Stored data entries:
═══

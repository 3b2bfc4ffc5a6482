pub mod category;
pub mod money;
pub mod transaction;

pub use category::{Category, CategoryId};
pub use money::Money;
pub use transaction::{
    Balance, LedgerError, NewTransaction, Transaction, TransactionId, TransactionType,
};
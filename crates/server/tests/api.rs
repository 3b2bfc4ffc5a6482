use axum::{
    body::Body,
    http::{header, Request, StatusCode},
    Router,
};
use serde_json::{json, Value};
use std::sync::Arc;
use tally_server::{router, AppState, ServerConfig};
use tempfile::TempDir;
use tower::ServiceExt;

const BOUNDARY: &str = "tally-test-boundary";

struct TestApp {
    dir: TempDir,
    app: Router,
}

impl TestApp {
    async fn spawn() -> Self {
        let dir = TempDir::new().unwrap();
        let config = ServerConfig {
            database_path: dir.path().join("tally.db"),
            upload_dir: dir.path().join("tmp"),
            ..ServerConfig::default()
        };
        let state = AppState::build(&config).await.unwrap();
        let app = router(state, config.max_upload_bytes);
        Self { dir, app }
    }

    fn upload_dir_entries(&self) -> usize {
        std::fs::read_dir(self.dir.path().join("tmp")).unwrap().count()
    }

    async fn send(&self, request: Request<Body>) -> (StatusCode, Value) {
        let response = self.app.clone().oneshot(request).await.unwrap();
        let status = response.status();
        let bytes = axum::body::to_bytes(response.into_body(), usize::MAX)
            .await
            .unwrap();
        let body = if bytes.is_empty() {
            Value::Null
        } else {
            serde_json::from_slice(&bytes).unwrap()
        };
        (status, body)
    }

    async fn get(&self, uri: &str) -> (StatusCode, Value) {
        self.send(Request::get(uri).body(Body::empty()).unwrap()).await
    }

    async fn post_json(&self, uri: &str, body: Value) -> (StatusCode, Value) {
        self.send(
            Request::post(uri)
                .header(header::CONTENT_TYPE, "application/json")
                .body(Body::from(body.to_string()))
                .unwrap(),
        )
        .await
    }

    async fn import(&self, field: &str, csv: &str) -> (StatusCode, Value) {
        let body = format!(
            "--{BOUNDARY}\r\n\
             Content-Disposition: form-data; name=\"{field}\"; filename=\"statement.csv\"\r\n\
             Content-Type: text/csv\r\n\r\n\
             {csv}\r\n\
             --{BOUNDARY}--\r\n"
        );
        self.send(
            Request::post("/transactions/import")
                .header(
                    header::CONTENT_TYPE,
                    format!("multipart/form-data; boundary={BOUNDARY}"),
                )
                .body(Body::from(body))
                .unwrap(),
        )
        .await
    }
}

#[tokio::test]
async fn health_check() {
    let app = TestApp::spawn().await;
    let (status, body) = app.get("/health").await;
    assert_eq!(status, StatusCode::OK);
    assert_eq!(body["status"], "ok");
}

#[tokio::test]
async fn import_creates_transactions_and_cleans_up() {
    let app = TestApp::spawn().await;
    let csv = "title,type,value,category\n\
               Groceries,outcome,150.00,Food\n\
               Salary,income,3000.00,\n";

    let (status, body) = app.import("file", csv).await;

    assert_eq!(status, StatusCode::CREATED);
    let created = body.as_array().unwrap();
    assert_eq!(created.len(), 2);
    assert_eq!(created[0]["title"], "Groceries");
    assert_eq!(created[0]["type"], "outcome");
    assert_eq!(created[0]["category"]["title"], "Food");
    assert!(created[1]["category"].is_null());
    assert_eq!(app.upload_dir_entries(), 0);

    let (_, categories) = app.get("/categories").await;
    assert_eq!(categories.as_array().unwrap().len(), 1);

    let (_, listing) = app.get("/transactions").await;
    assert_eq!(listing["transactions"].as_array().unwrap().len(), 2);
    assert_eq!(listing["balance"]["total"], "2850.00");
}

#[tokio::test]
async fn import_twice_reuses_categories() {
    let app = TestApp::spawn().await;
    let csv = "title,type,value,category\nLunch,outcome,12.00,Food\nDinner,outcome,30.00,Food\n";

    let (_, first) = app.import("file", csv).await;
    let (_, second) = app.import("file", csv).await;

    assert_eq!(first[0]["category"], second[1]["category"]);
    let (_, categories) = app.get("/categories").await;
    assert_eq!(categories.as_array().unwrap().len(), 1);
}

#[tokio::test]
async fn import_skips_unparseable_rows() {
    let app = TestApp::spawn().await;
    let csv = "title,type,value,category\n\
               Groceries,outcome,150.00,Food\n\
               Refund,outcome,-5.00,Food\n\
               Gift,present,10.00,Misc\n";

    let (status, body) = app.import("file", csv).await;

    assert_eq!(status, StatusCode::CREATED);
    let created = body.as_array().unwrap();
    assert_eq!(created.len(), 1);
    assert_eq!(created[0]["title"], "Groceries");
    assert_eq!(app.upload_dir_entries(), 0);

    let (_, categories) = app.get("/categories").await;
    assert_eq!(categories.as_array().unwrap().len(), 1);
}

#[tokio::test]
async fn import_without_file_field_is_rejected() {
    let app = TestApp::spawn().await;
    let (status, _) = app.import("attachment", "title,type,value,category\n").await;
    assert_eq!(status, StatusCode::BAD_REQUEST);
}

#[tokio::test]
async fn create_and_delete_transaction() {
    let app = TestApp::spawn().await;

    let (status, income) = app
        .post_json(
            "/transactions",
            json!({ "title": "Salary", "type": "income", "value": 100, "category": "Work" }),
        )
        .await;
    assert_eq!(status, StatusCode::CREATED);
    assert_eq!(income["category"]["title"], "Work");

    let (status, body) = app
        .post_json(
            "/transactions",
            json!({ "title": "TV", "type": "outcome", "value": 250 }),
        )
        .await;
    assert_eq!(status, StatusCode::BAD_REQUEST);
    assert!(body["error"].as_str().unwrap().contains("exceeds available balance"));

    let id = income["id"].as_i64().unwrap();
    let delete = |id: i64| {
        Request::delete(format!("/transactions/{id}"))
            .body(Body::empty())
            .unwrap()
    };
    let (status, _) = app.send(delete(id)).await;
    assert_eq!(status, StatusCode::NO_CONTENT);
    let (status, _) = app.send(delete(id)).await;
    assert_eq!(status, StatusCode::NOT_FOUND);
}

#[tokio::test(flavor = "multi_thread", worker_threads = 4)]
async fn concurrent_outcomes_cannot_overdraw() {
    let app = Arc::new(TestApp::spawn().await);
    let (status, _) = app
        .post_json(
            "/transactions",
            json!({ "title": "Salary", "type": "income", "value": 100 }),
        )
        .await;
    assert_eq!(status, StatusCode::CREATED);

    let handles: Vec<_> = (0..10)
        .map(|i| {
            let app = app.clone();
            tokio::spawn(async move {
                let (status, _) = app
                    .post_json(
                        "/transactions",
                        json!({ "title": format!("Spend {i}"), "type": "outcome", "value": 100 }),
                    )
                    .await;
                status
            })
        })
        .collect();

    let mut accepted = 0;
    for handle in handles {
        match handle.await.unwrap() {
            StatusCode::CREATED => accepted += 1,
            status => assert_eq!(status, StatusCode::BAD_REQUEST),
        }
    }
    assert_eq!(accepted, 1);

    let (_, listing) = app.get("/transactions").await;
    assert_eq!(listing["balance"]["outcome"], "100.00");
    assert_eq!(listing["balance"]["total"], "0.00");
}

═══

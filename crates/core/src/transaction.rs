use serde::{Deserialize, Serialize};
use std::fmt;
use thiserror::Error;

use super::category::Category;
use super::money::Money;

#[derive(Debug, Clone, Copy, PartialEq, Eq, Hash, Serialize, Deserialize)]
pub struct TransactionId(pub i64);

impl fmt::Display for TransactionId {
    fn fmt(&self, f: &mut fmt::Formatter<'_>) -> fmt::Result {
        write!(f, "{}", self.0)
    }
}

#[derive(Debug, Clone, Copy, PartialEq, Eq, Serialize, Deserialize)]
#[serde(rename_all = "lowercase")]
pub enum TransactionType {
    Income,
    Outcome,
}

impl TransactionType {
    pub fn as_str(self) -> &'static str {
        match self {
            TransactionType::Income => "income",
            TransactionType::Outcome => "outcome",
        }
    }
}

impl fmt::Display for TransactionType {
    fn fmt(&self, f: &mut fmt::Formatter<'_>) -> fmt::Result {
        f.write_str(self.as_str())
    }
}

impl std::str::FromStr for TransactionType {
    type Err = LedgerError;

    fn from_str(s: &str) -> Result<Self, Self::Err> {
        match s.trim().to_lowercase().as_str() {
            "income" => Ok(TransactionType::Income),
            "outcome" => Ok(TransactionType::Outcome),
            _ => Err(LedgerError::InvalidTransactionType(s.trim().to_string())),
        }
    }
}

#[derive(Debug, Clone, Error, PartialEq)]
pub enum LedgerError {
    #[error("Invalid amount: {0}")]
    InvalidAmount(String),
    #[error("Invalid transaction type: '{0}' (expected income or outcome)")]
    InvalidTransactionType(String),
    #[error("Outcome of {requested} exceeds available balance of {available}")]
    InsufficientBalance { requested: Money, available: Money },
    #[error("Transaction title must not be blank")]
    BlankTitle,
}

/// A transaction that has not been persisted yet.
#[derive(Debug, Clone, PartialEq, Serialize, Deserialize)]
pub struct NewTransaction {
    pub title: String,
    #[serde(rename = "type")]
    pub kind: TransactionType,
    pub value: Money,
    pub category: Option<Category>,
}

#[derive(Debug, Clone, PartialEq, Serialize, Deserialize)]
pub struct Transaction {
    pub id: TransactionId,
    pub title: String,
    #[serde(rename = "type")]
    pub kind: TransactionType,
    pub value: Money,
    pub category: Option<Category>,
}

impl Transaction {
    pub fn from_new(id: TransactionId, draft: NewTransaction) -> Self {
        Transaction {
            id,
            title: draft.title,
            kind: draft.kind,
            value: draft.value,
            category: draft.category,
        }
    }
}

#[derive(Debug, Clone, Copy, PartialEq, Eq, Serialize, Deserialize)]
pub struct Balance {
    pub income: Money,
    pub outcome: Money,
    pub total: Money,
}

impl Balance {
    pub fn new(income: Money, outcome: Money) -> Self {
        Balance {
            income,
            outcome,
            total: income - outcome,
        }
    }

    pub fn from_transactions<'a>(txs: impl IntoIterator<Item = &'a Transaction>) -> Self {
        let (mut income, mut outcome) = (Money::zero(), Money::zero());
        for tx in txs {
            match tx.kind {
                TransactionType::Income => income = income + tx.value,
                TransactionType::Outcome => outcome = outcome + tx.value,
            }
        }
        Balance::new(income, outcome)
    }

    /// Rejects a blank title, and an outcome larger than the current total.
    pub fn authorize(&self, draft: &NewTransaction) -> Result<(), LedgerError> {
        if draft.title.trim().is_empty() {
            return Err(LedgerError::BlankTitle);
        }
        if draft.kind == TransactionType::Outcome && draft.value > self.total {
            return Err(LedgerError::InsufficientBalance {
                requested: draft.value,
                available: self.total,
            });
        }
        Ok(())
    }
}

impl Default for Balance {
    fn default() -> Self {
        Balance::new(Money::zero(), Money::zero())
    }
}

═══

WHAT IS REQUIRED:
Your response should be the lines of the entries above that include the string "AppState".

EXERCISE RESULT:
use tally_server::{router, AppState, ServerConfig};
        let state = AppState::build(&config).await.unwrap();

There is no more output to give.